Read replicas
In addition to the core distributed consensus based replication, DocDB extends Raft to add read replicas (aka observer nodes) that do not participate in writes but get a timeline consistent copy of the data in an asynchronous manner.
Read Replicas are a read-only extension to the primary data in the cluster. With read replicas, the primary data of the cluster is deployed across multiple zones in one region, or across nearby regions. Read replicas do not add to the write latencies since the write does not synchronously replicate data to them - the data gets replicated to read replicas asynchronously.

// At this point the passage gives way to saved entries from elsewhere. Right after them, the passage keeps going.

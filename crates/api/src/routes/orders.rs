//! Order lifecycle endpoints.

use std::sync::Arc;

use axum::Json;
use axum::extract::{Path, State};
use axum::http::StatusCode;
use common::{ItemId, Money, OrderId};
use domain::{
    ConfirmOrder, CreateOrder, MarkDelivered, OrderService, PartnerCancelOrder, ReceiveOrder,
    ShipOrder, UserCancelOrder,
};
use order_store::{OrderRecord, OrderStore};
use serde::{Deserialize, Serialize};
use uuid::Uuid;

use crate::auth::{Actor, Buyer, Partner};
use crate::error::ApiError;

/// Shared application state accessible from all handlers.
pub struct AppState<S: OrderStore> {
    pub orders: OrderService<S>,
}

// -- Request types --

#[derive(Deserialize)]
pub struct CreateOrderRequest {
    pub item_id: Uuid,
    pub price_cents: i64,
}

#[derive(Deserialize)]
pub struct ShipOrderRequest {
    pub waybill_number: String,
}

// -- Response types --

#[derive(Serialize)]
pub struct OrderResponse {
    pub id: String,
    pub buyer_id: String,
    pub partner_id: String,
    pub item_id: String,
    pub price_cents: i64,
    pub state: String,
    pub waybill_number: Option<String>,
}

impl From<OrderRecord> for OrderResponse {
    fn from(record: OrderRecord) -> Self {
        Self {
            id: record.id.to_string(),
            buyer_id: record.buyer_id.to_string(),
            partner_id: record.partner_id.to_string(),
            item_id: record.item_id.to_string(),
            price_cents: record.price.cents(),
            state: record.state.to_string(),
            waybill_number: record.waybill_number,
        }
    }
}

// -- Handlers --

/// POST /orders — place a new order (buyer).
#[tracing::instrument(skip(state, req))]
pub async fn create<S: OrderStore + 'static>(
    State(state): State<Arc<AppState<S>>>,
    Buyer(buyer_id): Buyer,
    Json(req): Json<CreateOrderRequest>,
) -> Result<(StatusCode, Json<OrderResponse>), ApiError> {
    let cmd = CreateOrder::for_buyer(
        buyer_id,
        ItemId::from_uuid(req.item_id),
        Money::from_cents(req.price_cents),
    );
    let order = state.orders.create_order(cmd).await?;

    Ok((StatusCode::CREATED, Json(order.into())))
}

/// GET /orders/:id — load an order by ID.
#[tracing::instrument(skip(state))]
pub async fn get<S: OrderStore + 'static>(
    State(state): State<Arc<AppState<S>>>,
    Path(id): Path<String>,
) -> Result<Json<OrderResponse>, ApiError> {
    let order_id = parse_order_id(&id)?;
    let order = state
        .orders
        .get_order(order_id)
        .await?
        .ok_or_else(|| ApiError::NotFound(format!("Order {id} not found")))?;

    Ok(Json(order.into()))
}

/// GET /orders/incoming — the partner's orders awaiting receipt.
#[tracing::instrument(skip(state))]
pub async fn incoming<S: OrderStore + 'static>(
    State(state): State<Arc<AppState<S>>>,
    Partner(partner_id): Partner,
) -> Result<Json<Vec<OrderResponse>>, ApiError> {
    let orders = state.orders.orders_awaiting_receipt(partner_id).await?;
    Ok(Json(orders.into_iter().map(OrderResponse::from).collect()))
}

/// POST /orders/:id/cancel — cancel as whichever side the caller is on.
#[tracing::instrument(skip(state))]
pub async fn cancel<S: OrderStore + 'static>(
    State(state): State<Arc<AppState<S>>>,
    Path(id): Path<String>,
    actor: Actor,
) -> Result<Json<OrderResponse>, ApiError> {
    let order_id = parse_order_id(&id)?;

    let order = match actor {
        Actor::Buyer(buyer_id) => {
            state
                .orders
                .user_cancel(UserCancelOrder::new(order_id, buyer_id))
                .await?
        }
        Actor::Partner(partner_id) => {
            state
                .orders
                .partner_cancel(PartnerCancelOrder::new(order_id, partner_id))
                .await?
        }
    };

    Ok(Json(order.into()))
}

/// POST /orders/:id/receive — acknowledge receipt (partner).
#[tracing::instrument(skip(state))]
pub async fn receive<S: OrderStore + 'static>(
    State(state): State<Arc<AppState<S>>>,
    Path(id): Path<String>,
    Partner(partner_id): Partner,
) -> Result<Json<OrderResponse>, ApiError> {
    let order_id = parse_order_id(&id)?;
    let order = state
        .orders
        .receive_order(ReceiveOrder::new(order_id, partner_id))
        .await?;

    Ok(Json(order.into()))
}

/// POST /orders/:id/ship — start delivery with a waybill number (partner).
#[tracing::instrument(skip(state, req))]
pub async fn ship<S: OrderStore + 'static>(
    State(state): State<Arc<AppState<S>>>,
    Path(id): Path<String>,
    Partner(partner_id): Partner,
    Json(req): Json<ShipOrderRequest>,
) -> Result<Json<OrderResponse>, ApiError> {
    let order_id = parse_order_id(&id)?;
    let order = state
        .orders
        .ship_order(ShipOrder::new(order_id, partner_id, req.waybill_number))
        .await?;

    Ok(Json(order.into()))
}

/// POST /orders/:id/delivered — mark the shipment delivered (partner).
#[tracing::instrument(skip(state))]
pub async fn delivered<S: OrderStore + 'static>(
    State(state): State<Arc<AppState<S>>>,
    Path(id): Path<String>,
    Partner(partner_id): Partner,
) -> Result<Json<OrderResponse>, ApiError> {
    let order_id = parse_order_id(&id)?;
    let order = state
        .orders
        .mark_delivered(MarkDelivered::new(order_id, partner_id))
        .await?;

    Ok(Json(order.into()))
}

/// POST /orders/:id/confirm — confirm a delivered order (buyer).
#[tracing::instrument(skip(state))]
pub async fn confirm<S: OrderStore + 'static>(
    State(state): State<Arc<AppState<S>>>,
    Path(id): Path<String>,
    Buyer(buyer_id): Buyer,
) -> Result<Json<OrderResponse>, ApiError> {
    let order_id = parse_order_id(&id)?;
    let order = state
        .orders
        .confirm_order(ConfirmOrder::new(order_id, buyer_id))
        .await?;

    Ok(Json(order.into()))
}

fn parse_order_id(id: &str) -> Result<OrderId, ApiError> {
    let uuid = Uuid::parse_str(id)
        .map_err(|e| ApiError::BadRequest(format!("Invalid ID format: {e}")))?;
    Ok(OrderId::from_uuid(uuid))
}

Nodes in remote data centers can thus be added in "read-only" mode. This is primarily for cases where latency of doing a distributed consensus-based write is not tolerable for some workloads.
Replication factor
Every universe contains a primary data cluster, and one or more read replica clusters. Thus, each read replica cluster can independently have its own replication factor.
Note
The replication factor of a read replica cluster can be an even number as well. For example, a read replica cluster with a replication factor of 2 is perfectly valid. This is the case because read replicas do not participate in Raft consensus operation, and therefore an odd number of replicas is not required for correctness.Writing to read replicas
An application can send write requests to read replicas, but these write requests get internally redirected to the source of truth. This is because the read replicas are aware of the topology of the cluster.
Schema changes
Since read replicas are a Raft replication level extension, the schema changes will transparently apply to these replicas. There is no need to execute DDL operations separately on the read replica cluster.
Read replicas vs eventual consistency
This read-only node (or timeline-consistent node) is still strictly better than eventual consistency, because with the latter the application's view of the data can move back and forth in time and is hard to program to.